Antonio Ghezzi, Michael Georgiades, Peter Reichl, Nicolas Le‐Sauze, Carla Di Cairano‐Gilfedder and Riccardo Managiaracina

The future development of the internet is not only heavily dependent on its technological evolution, but also on business sustainability for the interconnection ecosystem

Abstract

Purpose

The future development of the internet is not only heavily dependent on its technological evolution, but also on business sustainability for the interconnection ecosystem the web relies on, where various players characterized by fairly different economic structures and interests are coexisting. Therefore, in this paper the authors aim to propose a methodological framework for developing innovative interconnection business models.
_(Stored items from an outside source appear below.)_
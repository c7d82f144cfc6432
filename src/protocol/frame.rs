//! Inbound request parsing and outbound frame shapes.
//!
//! # Inbound
//!
//! Only `request` frames are accepted:
//!
//! ```json
//! {"type":"request","requestId":"r1","action":"chat","payload":{}}
//! ```
//!
//! # Outbound
//!
//! | `type`   | Fields                                            |
//! |----------|---------------------------------------------------|
//! | `result` | `requestId`, `payload`                            |
//! | `error`  | `requestId`, `error: {message, code}`             |
//! | `event`  | `requestId`, `payload` (with `event` discriminator)|

use serde::Serialize;
use serde_json::{Map, Value};

use crate::protocol::action::Action;

/// A validated inbound request.
#[derive(Debug, Clone, PartialEq)]
pub struct RequestFrame {
    /// Caller-supplied correlation id.
    pub request_id: String,
    /// Requested action.
    pub action: Action,
    /// Action-specific payload; `{}` when absent or null.
    pub payload: Value,
}

/// An inbound line that could not be accepted as a request.
///
/// Carries whatever `requestId` could be recovered so the error frame can
/// still be correlated.
#[derive(Debug, Clone, PartialEq, Eq)]
pub struct FrameRejection {
    /// Correlation id, when the line carried one.
    pub request_id: Option<String>,
    /// Human-readable reason, sent verbatim in the error frame.
    pub message: String,
}

impl FrameRejection {
    fn new(request_id: Option<String>, message: impl Into<String>) -> Self {
        Self {
            request_id,
            message: message.into(),
        }
    }
}

/// Parse a single inbound line into a [`RequestFrame`].
///
/// # Return value
///
/// - `Ok(Some(frame))`: a well-formed request naming a known action.
/// - `Ok(None)`: the line is empty or whitespace.
///
/// # Errors
///
/// - `Invalid JSON: …` with no request id when the line does not parse.
/// - `Expected message type 'request'` when `type` is anything else.
/// - `Missing requestId or action` when either is absent or empty.
/// - `Unknown action: …` when the action is not recognised.
pub fn parse_inbound_line(line: &str) -> Result<Option<RequestFrame>, FrameRejection> {
    let line = line.trim();
    if line.is_empty() {
        return Ok(None);
    }

    let value: Value = serde_json::from_str(line)
        .map_err(|e| FrameRejection::new(None, format!("Invalid JSON: {e}")))?;

    let Value::Object(mut message) = value else {
        return Err(FrameRejection::new(None, "Expected message type 'request'"));
    };

    let request_id = message
        .get("requestId")
        .and_then(Value::as_str)
        .map(str::to_owned);

    if message.get("type").and_then(Value::as_str) != Some("request") {
        return Err(FrameRejection::new(
            request_id,
            "Expected message type 'request'",
        ));
    }

    let action = message
        .get("action")
        .and_then(Value::as_str)
        .filter(|a| !a.is_empty())
        .map(str::to_owned);

    let (Some(id), Some(action)) = (request_id.clone().filter(|id| !id.is_empty()), action) else {
        return Err(FrameRejection::new(
            request_id,
            "Missing requestId or action",
        ));
    };

    let action: Action = action
        .parse()
        .map_err(|_| FrameRejection::new(Some(id.clone()), format!("Unknown action: {action}")))?;

    let payload = match message.remove("payload") {
        None | Some(Value::Null) => Value::Object(Map::new()),
        Some(payload) => payload,
    };

    Ok(Some(RequestFrame {
        request_id: id,
        action,
        payload,
    }))
}

/// Body of an `error` frame.
#[derive(Debug, Clone, PartialEq, Eq, Serialize)]
pub struct ErrorBody {
    /// Human-readable failure description.
    pub message: String,
    /// Machine-readable code such as `SERVICE_ERROR`, or null.
    pub code: Option<String>,
}

/// Streaming event payloads; serialised with an `event` discriminator.
#[derive(Debug, Clone, PartialEq, Eq, Serialize)]
#[serde(tag = "event", rename_all = "camelCase")]
pub enum ChatEvent {
    /// Incremental text fragment.
    Delta {
        /// Text appended by this chunk.
        text: String,
    },
    /// Tool call surfaced by the model; answered with a `toolResult` request.
    ToolCall {
        /// Identifier the caller must echo back in `toolResult`.
        #[serde(rename = "callId")]
        call_id: String,
        /// Tool name.
        name: String,
        /// Raw JSON-encoded arguments as produced by the model.
        arguments: String,
    },
}

/// Frames written by the sidecar.
#[derive(Debug, Clone, PartialEq, Serialize)]
#[serde(tag = "type", rename_all = "lowercase")]
pub enum OutboundFrame {
    /// Terminal success frame.
    Result {
        /// Correlation id.
        #[serde(rename = "requestId")]
        request_id: Option<String>,
        /// Action-specific result.
        payload: Option<Value>,
    },
    /// Terminal failure frame.
    Error {
        /// Correlation id; null when the line could not be parsed.
        #[serde(rename = "requestId")]
        request_id: Option<String>,
        /// Failure details.
        error: ErrorBody,
    },
    /// Non-terminal streaming frame.
    Event {
        /// Correlation id.
        #[serde(rename = "requestId")]
        request_id: String,
        /// Event payload.
        payload: ChatEvent,
    },
}

impl OutboundFrame {
    /// Correlation id carried by the frame.
    #[must_use]
    pub fn request_id(&self) -> Option<&str> {
        match self {
            Self::Result { request_id, .. } | Self::Error { request_id, .. } => {
                request_id.as_deref()
            }
            Self::Event { request_id, .. } => Some(request_id),
        }
    }
}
Design/methodology/approach

Starting from a comprehensive as‐is analysis including the selection of appropriate service scenarios, market activities are abstracted through an archetypization process. Based on that, a value network for the future marketplace is proposed and makes it possible to design a business model for carriers, before, as last step, both the value network configurations and the to‐be business model are evaluated.

Findings

The framework to assess the future internet ecosystem depicts the interconnections value network, shedding light on its key activities; it proposes the establishment of a new dynamic interconnection marketplace based on an emerging interconnection value network where traditional and original roles coexist; and it evaluates the introduction of sending party pays and bid‐and‐ask solutions for governing the marketplace and its business models.

Originality/value

The authors' approach addresses carriers, over‐the‐top providers and technology providers as well as end user groups, specifically aiming at fostering the evolution of the future internet by means of developing innovative value configurations and business model options with a substantial impact for a broad set of stakeholders on a global scale. Thus, the canvas of guidelines presented and discussed in this paper covers all stakeholders in the interconnection ecosystem and provides a solid starting point for upcoming implementations.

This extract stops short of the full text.